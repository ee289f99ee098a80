use std::collections::{BTreeSet, HashMap};
use std::sync::Arc;

use futures::future::join_all;
use rust_decimal::Decimal;
use tracing::{info, instrument, warn};

use crate::{
    errors::ServiceError,
    models::{BomLine, BomView, PartEnrichment},
    repositories::{BomRepository, PartRepository},
};

/// Bill of materials reference: per-model components enriched with live part data
#[derive(Clone, Debug)]
pub struct BomService {
    boms: Arc<BomRepository>,
    parts: Arc<PartRepository>,
}

impl BomService {
    pub fn new(boms: Arc<BomRepository>, parts: Arc<PartRepository>) -> Self {
        Self { boms, parts }
    }

    #[instrument(skip(self))]
    pub async fn models(&self) -> Result<Vec<String>, ServiceError> {
        Ok(self.boms.models().await?)
    }

    /// Components of `model` matching `query`, each joined with its part record.
    ///
    /// Part lookups run concurrently, one per unique component code. A lookup
    /// that fails or finds nothing leaves the line unenriched and is reported
    /// in `missing_parts`; it never fails the view.
    #[instrument(skip(self))]
    pub async fn components(
        &self,
        model: &str,
        query: Option<&str>,
    ) -> Result<Option<BomView>, ServiceError> {
        let Some(components) = self.boms.components(model).await? else {
            return Ok(None);
        };

        let needle = query.unwrap_or("").trim().to_lowercase();
        let selected: Vec<_> = components
            .iter()
            .filter(|component| component.matches(&needle))
            .cloned()
            .collect();

        let codes: BTreeSet<String> = selected
            .iter()
            .map(|c| c.component_code.clone())
            .collect();
        let lookups = codes.into_iter().map(|code| async move {
            match self.parts.find(&code).await {
                Ok(part) => {
                    let part = part.as_ref().map(PartEnrichment::from);
                    (code, part)
                }
                Err(e) => {
                    warn!(code = %code, "Part lookup failed, skipping enrichment: {}", e);
                    (code, None)
                }
            }
        });
        let enrichment: HashMap<String, Option<PartEnrichment>> =
            join_all(lookups).await.into_iter().collect();

        let mut missing_parts: Vec<String> = enrichment
            .iter()
            .filter(|(_, part)| part.is_none())
            .map(|(code, _)| code.clone())
            .collect();
        missing_parts.sort();

        let total_standard_price = selected
            .iter()
            .filter_map(|c| c.standard_price)
            .fold(Decimal::ZERO, |acc, price| acc + price);

        let lines: Vec<BomLine> = selected
            .into_iter()
            .map(|component| {
                let part = enrichment
                    .get(&component.component_code)
                    .cloned()
                    .flatten();
                BomLine { component, part }
            })
            .collect();

        info!(
            "BoM view built: model={}, lines={}, missing={}",
            model,
            lines.len(),
            missing_parts.len()
        );

        Ok(Some(BomView {
            model: model.to_string(),
            component_count: lines.len(),
            lines,
            total_standard_price,
            missing_parts,
        }))
    }
}
use utoipa::OpenApi;
use utoipa_swagger_ui::SwaggerUi;

#[derive(OpenApi)]
#[openapi(
    info(
        title = "Parts Catalog API",
        version = "1.0.0",
        description = r#"
# Automotive Parts Catalogue

Inventory search, bill-of-materials reference, part request tickets and part
metadata administration.

## Degraded reads

When the parts database cannot be reached, read endpoints answer `200` with
`success: false`, an empty `data` payload and a generic `message`. Writes fail
with `502`.

## Pagination

`GET /parts` accepts `page` (1-indexed) and `page_size`; the response carries
`total` and `total_pages` for the filtered set.
        "#
    ),
    servers(
        (url = "http://localhost:8080", description = "Local development")
    ),
    tags(
        (name = "Parts", description = "Catalogue search and part details"),
        (name = "BoM", description = "Bill of materials reference"),
        (name = "Applications", description = "Part request tickets and PDF export"),
        (name = "Admin", description = "Part metadata and image maintenance")
    ),
    paths(
        crate::handlers::parts::list_parts,
        crate::handlers::parts::list_suppliers,
        crate::handlers::parts::catalog_summary,
        crate::handlers::parts::get_part,
        crate::handlers::parts::get_part_image,

        crate::handlers::bom::list_models,
        crate::handlers::bom::get_model_components,

        crate::handlers::applications::submit_application,
        crate::handlers::applications::list_applications,
        crate::handlers::applications::get_application,
        crate::handlers::applications::get_application_status,
        crate::handlers::applications::export_application_pdf,

        crate::handlers::admin::update_part,
        crate::handlers::admin::upload_part_image,
        crate::handlers::admin::invalidate_caches,
    ),
    components(
        schemas(
            crate::ApiResponse<serde_json::Value>,
            crate::ResponseMeta,

            crate::catalog::CatalogPage,
            crate::catalog::CatalogSummary,
            crate::catalog::SupplierBreakdown,
            crate::catalog::SortKey,
            crate::catalog::SortOrder,
            crate::models::PartRecord,
            crate::models::TradeFigures,
            crate::models::AdminFields,
            crate::models::PartAdminUpdate,
            crate::handlers::parts::PartImage,

            crate::models::BomComponent,
            crate::models::BomLine,
            crate::models::BomView,
            crate::models::PartEnrichment,

            crate::models::NewApplication,
            crate::models::ImageUpload,
            crate::models::PartApplication,
            crate::models::Urgency,
            crate::models::ApplicationStatus,
            crate::handlers::applications::SubmittedApplication,
            crate::handlers::applications::ApplicationStatusView,
            crate::i18n::Language,

            crate::errors::ErrorResponse
        )
    )
)]
pub struct ApiDocV1;

pub fn swagger_ui() -> SwaggerUi {
    SwaggerUi::new("/swagger-ui")
        .url("/api-docs/openapi.json", ApiDocV1::openapi())
        .config(utoipa_swagger_ui::Config::from("/api-docs/openapi.json").try_it_out_enabled(true))
}
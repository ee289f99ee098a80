use config::{Config, ConfigError, Environment, File};
use serde::Deserialize;
use std::env;
use std::path::{Path, PathBuf};
use std::time::Duration;
use thiserror::Error;
use tracing::{error, info};
use validator::{Validate, ValidationError, ValidationErrors};

/// Default values for configuration
const DEFAULT_LOG_LEVEL: &str = "info";
const DEFAULT_ENV: &str = "development";
const DEFAULT_PORT: u16 = 8080;
const CONFIG_DIR: &str = "config";
const DEFAULT_STORE_BACKEND: &str = "in-memory";
const DEFAULT_STORAGE_API_URL: &str = "https://firebasestorage.googleapis.com/v0";
const DEFAULT_PLACEHOLDER_IMAGE: &str = "/static/placeholder.png";

pub const STORE_BACKEND_IN_MEMORY: &str = "in-memory";
pub const STORE_BACKEND_FIREBASE: &str = "firebase";

/// Remote document and blob store settings
#[derive(Clone, Debug, Deserialize, Validate)]
#[serde(deny_unknown_fields)]
pub struct StoreConfig {
    /// "in-memory" or "firebase"
    #[serde(default = "default_store_backend")]
    #[validate(custom = "validate_store_backend")]
    pub backend: String,

    /// Realtime Database root, e.g. `https://project.firebaseio.com`
    #[serde(default)]
    pub database_url: Option<String>,

    /// Database secret or ID token, sent as `?auth=` and as a bearer token
    #[serde(default)]
    pub auth_token: Option<String>,

    /// Storage REST endpoint
    #[serde(default = "default_storage_api_url")]
    pub storage_api_url: String,

    /// Storage bucket, e.g. `project.appspot.com`
    #[serde(default)]
    pub storage_bucket: Option<String>,

    /// HTTP client timeout for store calls
    #[serde(default = "default_request_timeout_secs")]
    #[validate(range(min = 1, max = 300))]
    pub request_timeout_secs: u64,

    /// JSON document tree loaded into the in-memory backend at startup
    #[serde(default)]
    pub seed_file: Option<String>,
}

impl Default for StoreConfig {
    fn default() -> Self {
        Self {
            backend: default_store_backend(),
            database_url: None,
            auth_token: None,
            storage_api_url: default_storage_api_url(),
            storage_bucket: None,
            request_timeout_secs: default_request_timeout_secs(),
            seed_file: None,
        }
    }
}

impl StoreConfig {
    pub fn is_firebase(&self) -> bool {
        self.backend.eq_ignore_ascii_case(STORE_BACKEND_FIREBASE)
    }

    pub fn request_timeout(&self) -> Duration {
        Duration::from_secs(self.request_timeout_secs)
    }
}

/// Catalogue pipeline and snapshot cache settings
#[derive(Clone, Debug, Deserialize, Validate)]
#[serde(deny_unknown_fields)]
pub struct CatalogConfig {
    #[serde(default = "default_page_size")]
    #[validate(range(min = 1))]
    pub default_page_size: usize,

    #[serde(default = "default_max_page_size")]
    #[validate(range(min = 1))]
    pub max_page_size: usize,

    /// Lifetime of cached part and BoM snapshots; 0 disables caching
    #[serde(default = "default_cache_ttl_secs")]
    pub cache_ttl_secs: u64,

    /// Returned when a part has no image
    #[serde(default = "default_placeholder_image")]
    pub placeholder_image_url: String,
}

impl Default for CatalogConfig {
    fn default() -> Self {
        Self {
            default_page_size: default_page_size(),
            max_page_size: default_max_page_size(),
            cache_ttl_secs: default_cache_ttl_secs(),
            placeholder_image_url: default_placeholder_image(),
        }
    }
}

impl CatalogConfig {
    pub fn cache_ttl(&self) -> Option<Duration> {
        Some(Duration::from_secs(self.cache_ttl_secs))
    }
}

/// PDF export settings
#[derive(Clone, Debug, Default, Deserialize, Validate)]
#[serde(deny_unknown_fields)]
pub struct PdfConfig {
    /// TrueType font with CJK coverage, embedded in Chinese exports
    #[serde(default)]
    pub cjk_font_path: Option<String>,
}

/// Application configuration structure with validation
#[derive(Clone, Debug, Deserialize, Validate)]
#[serde(deny_unknown_fields)]
pub struct AppConfig {
    /// Server host address
    pub host: String,

    /// Server port
    #[serde(default = "default_port")]
    #[validate(range(min = 1))]
    pub port: u16,

    /// Application environment
    #[validate(length(min = 1))]
    pub environment: String,

    /// Logging level
    #[serde(default = "default_log_level")]
    #[validate(custom = "validate_log_level")]
    pub log_level: String,

    /// Log in JSON format (structured logging)
    #[serde(default)]
    pub log_json: bool,

    #[serde(default)]
    #[validate]
    pub store: StoreConfig,

    #[serde(default)]
    #[validate]
    pub catalog: CatalogConfig,

    #[serde(default)]
    pub pdf: PdfConfig,

    /// CORS: comma-separated list of allowed origins (production)
    #[serde(default)]
    pub cors_allowed_origins: Option<String>,

    /// Allow permissive CORS fallback
    #[serde(default)]
    pub cors_allow_any_origin: bool,

    /// CORS: allow credentials
    #[serde(default)]
    pub cors_allow_credentials: bool,

    /// Maximum request body size in bytes (default 10MB)
    #[serde(default = "default_max_body_size")]
    pub max_body_size: usize,

    /// Directory with the browser bundle, served at `/`
    #[serde(default)]
    pub static_dir: Option<String>,
}

impl AppConfig {
    /// Creates a configuration with every optional section at its default
    pub fn new(host: String, port: u16, environment: String) -> Self {
        Self {
            host,
            port,
            environment,
            log_level: default_log_level(),
            log_json: false,
            store: StoreConfig::default(),
            catalog: CatalogConfig::default(),
            pdf: PdfConfig::default(),
            cors_allowed_origins: None,
            cors_allow_any_origin: false,
            cors_allow_credentials: false,
            max_body_size: default_max_body_size(),
            static_dir: None,
        }
    }

    /// Checks if running in development environment
    pub fn is_development(&self) -> bool {
        self.environment.eq_ignore_ascii_case("development")
    }

    /// Returns true if explicit CORS origins are configured
    pub fn has_cors_allowed_origins(&self) -> bool {
        self.cors_allowed_origins
            .as_ref()
            .map(|raw| raw.split(',').any(|origin| !origin.trim().is_empty()))
            .unwrap_or(false)
    }

    /// Whether we should fall back to permissive CORS
    pub fn should_allow_permissive_cors(&self) -> bool {
        self.is_development() || self.cors_allow_any_origin
    }

    pub fn cjk_font_path(&self) -> Option<PathBuf> {
        self.pdf.cjk_font_path.as_ref().map(PathBuf::from)
    }

    fn validate_additional_constraints(&self) -> Result<(), ValidationErrors> {
        let mut errors = ValidationErrors::new();

        if !self.should_allow_permissive_cors() && !self.has_cors_allowed_origins() {
            let mut err = ValidationError::new("cors_allowed_origins_required");
            err.message = Some(
                "Set APP__CORS_ALLOWED_ORIGINS for non-development environments or explicitly opt-in via APP__CORS_ALLOW_ANY_ORIGIN=true".into(),
            );
            errors.add("cors_allowed_origins", err);
        }

        if self.store.is_firebase() {
            let blank = |value: &Option<String>| {
                value.as_deref().map(str::trim).unwrap_or("").is_empty()
            };
            if blank(&self.store.database_url) {
                let mut err = ValidationError::new("database_url_required");
                err.message = Some("Set APP__STORE__DATABASE_URL for the firebase backend".into());
                errors.add("store.database_url", err);
            }
            if blank(&self.store.storage_bucket) {
                let mut err = ValidationError::new("storage_bucket_required");
                err.message = Some("Set APP__STORE__STORAGE_BUCKET for the firebase backend".into());
                errors.add("store.storage_bucket", err);
            }
        }

        if self.catalog.default_page_size > self.catalog.max_page_size {
            let mut err = ValidationError::new("default_page_size");
            err.message = Some("default_page_size must not exceed max_page_size".into());
            errors.add("catalog.default_page_size", err);
        }

        if errors.errors().is_empty() {
            Ok(())
        } else {
            Err(errors)
        }
    }
}

/// Configuration loading errors
#[derive(Debug, Error)]
pub enum AppConfigError {
    #[error("Configuration loading failed: {0}")]
    Load(#[from] ConfigError),

    #[error("Configuration validation failed: {0}")]
    Validation(#[from] validator::ValidationErrors),

    #[error("IO error: {0}")]
    Io(#[from] std::io::Error),
}

fn default_log_level() -> String {
    DEFAULT_LOG_LEVEL.to_string()
}

fn default_port() -> u16 {
    DEFAULT_PORT
}

fn default_store_backend() -> String {
    DEFAULT_STORE_BACKEND.to_string()
}

fn default_storage_api_url() -> String {
    DEFAULT_STORAGE_API_URL.to_string()
}

fn default_request_timeout_secs() -> u64 {
    15
}

fn default_page_size() -> usize {
    crate::catalog::DEFAULT_PAGE_SIZE
}

fn default_max_page_size() -> usize {
    500
}

fn default_cache_ttl_secs() -> u64 {
    300
}

fn default_placeholder_image() -> String {
    DEFAULT_PLACEHOLDER_IMAGE.to_string()
}

fn default_max_body_size() -> usize {
    10 * 1024 * 1024
}

fn validate_store_backend(value: &str) -> Result<(), ValidationError> {
    match value.to_ascii_lowercase().as_str() {
        STORE_BACKEND_IN_MEMORY | STORE_BACKEND_FIREBASE => Ok(()),
        _ => {
            let mut err = ValidationError::new("backend");
            err.message = Some("Must be one of: in-memory, firebase".into());
            Err(err)
        }
    }
}

/// Validates log level values
fn validate_log_level(level: &str) -> Result<(), ValidationError> {
    let valid_levels = ["trace", "debug", "info", "warn", "error"];
    if valid_levels.contains(&level.to_lowercase().as_str()) {
        Ok(())
    } else {
        let mut err = ValidationError::new("log_level");
        err.message = Some("Must be one of: trace, debug, info, warn, error".into());
        Err(err)
    }
}

/// Initializes tracing using the provided log level as the default filter
pub fn init_tracing(level: &str, json: bool) {
    use tracing_subscriber::fmt;

    let default_directive = format!("parts_catalog={},tower_http=debug", level);
    let filter_directive = env::var("RUST_LOG")
        .ok()
        .filter(|s| !s.trim().is_empty())
        .unwrap_or(default_directive);

    if json {
        let _ = fmt().with_env_filter(filter_directive).json().try_init();
    } else {
        let _ = fmt().with_env_filter(filter_directive).try_init();
    }
}

/// Loads application configuration
///
/// Layers configuration sources in this order:
/// 1. Built-in defaults
/// 2. Default config (config/default.toml)
/// 3. Environment-specific config (config/{env}.toml)
/// 4. Environment variables (APP__*)
pub fn load_config() -> Result<AppConfig, AppConfigError> {
    // Support both RUN_ENV and APP_ENV for selecting config profile
    let run_env = env::var("RUN_ENV")
        .or_else(|_| env::var("APP_ENV"))
        .unwrap_or_else(|_| DEFAULT_ENV.to_string());
    load_config_from(Path::new(CONFIG_DIR), &run_env)
}

/// Same layering as [`load_config`] with an explicit config directory and profile
pub fn load_config_from(config_dir: &Path, run_env: &str) -> Result<AppConfig, AppConfigError> {
    info!("Loading configuration for environment: {}", run_env);

    if !config_dir.exists() {
        info!(
            "Config directory '{}' not found; relying on built-in defaults and environment variables",
            config_dir.display()
        );
    }

    let config = Config::builder()
        .set_default("host", "0.0.0.0")?
        .set_default("port", i64::from(DEFAULT_PORT))?
        .set_default("environment", run_env)?
        .set_default("log_level", DEFAULT_LOG_LEVEL)?
        .set_default("log_json", false)?
        .add_source(File::from(config_dir.join("default")).required(false))
        .add_source(File::from(config_dir.join(run_env)).required(false))
        .add_source(Environment::with_prefix("APP").separator("__"))
        .build()?;

    let app_config: AppConfig = config.try_deserialize()?;

    app_config.validate().map_err(|e| {
        error!("Configuration validation failed: {:?}", e);
        AppConfigError::Validation(e)
    })?;

    app_config.validate_additional_constraints().map_err(|e| {
        error!("Configuration consistency validation failed: {:?}", e);
        AppConfigError::Validation(e)
    })?;

    info!("Configuration loaded successfully");
    Ok(app_config)
}


#[cfg(test)]
mod tests {
    use super::*;
    use std::fs;
    use tempfile::TempDir;

    fn config_dir(files: &[(&str, &str)]) -> TempDir {
        let temp_dir = TempDir::new().unwrap();
        for (name, content) in files {
            fs::write(temp_dir.path().join(name), content).unwrap();
        }
        temp_dir
    }

    #[test]
    fn defaults_apply_without_files() {
        let dir = config_dir(&[]);
        let config = load_config_from(dir.path(), "development").unwrap();
        assert_eq!(config.port, DEFAULT_PORT);
        assert_eq!(config.store.backend, STORE_BACKEND_IN_MEMORY);
        assert_eq!(config.catalog.default_page_size, 50);
        assert!(config.is_development());
    }

    #[test]
    fn profile_file_overrides_default_file() {
        let dir = config_dir(&[
            (
                "default.toml",
                r#"
                host = "127.0.0.1"
                port = 9000

                [catalog]
                max_page_size = 200
                "#,
            ),
            (
                "staging.toml",
                r#"
                port = 9100
                cors_allowed_origins = "https://parts.example.com"

                [pdf]
                cjk_font_path = "/fonts/NotoSansSC.ttf"
                "#,
            ),
        ]);
        let config = load_config_from(dir.path(), "staging").unwrap();
        assert_eq!(config.host, "127.0.0.1");
        assert_eq!(config.port, 9100);
        assert_eq!(config.environment, "staging");
        assert_eq!(config.catalog.max_page_size, 200);
        assert_eq!(
            config.cjk_font_path(),
            Some(PathBuf::from("/fonts/NotoSansSC.ttf"))
        );
    }

    #[test]
    fn invalid_values_fail_validation() {
        let dir = config_dir(&[(
            "default.toml",
            r#"
            log_level = "loud"

            [store]
            backend = "postgres"
            "#,
        )]);
        let result = load_config_from(dir.path(), "development");
        assert!(matches!(result, Err(AppConfigError::Validation(_))));
    }
}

Required work: In the material above, tally the lines that include the word "PdfConfig" and give only that figure.

Result of this task: 3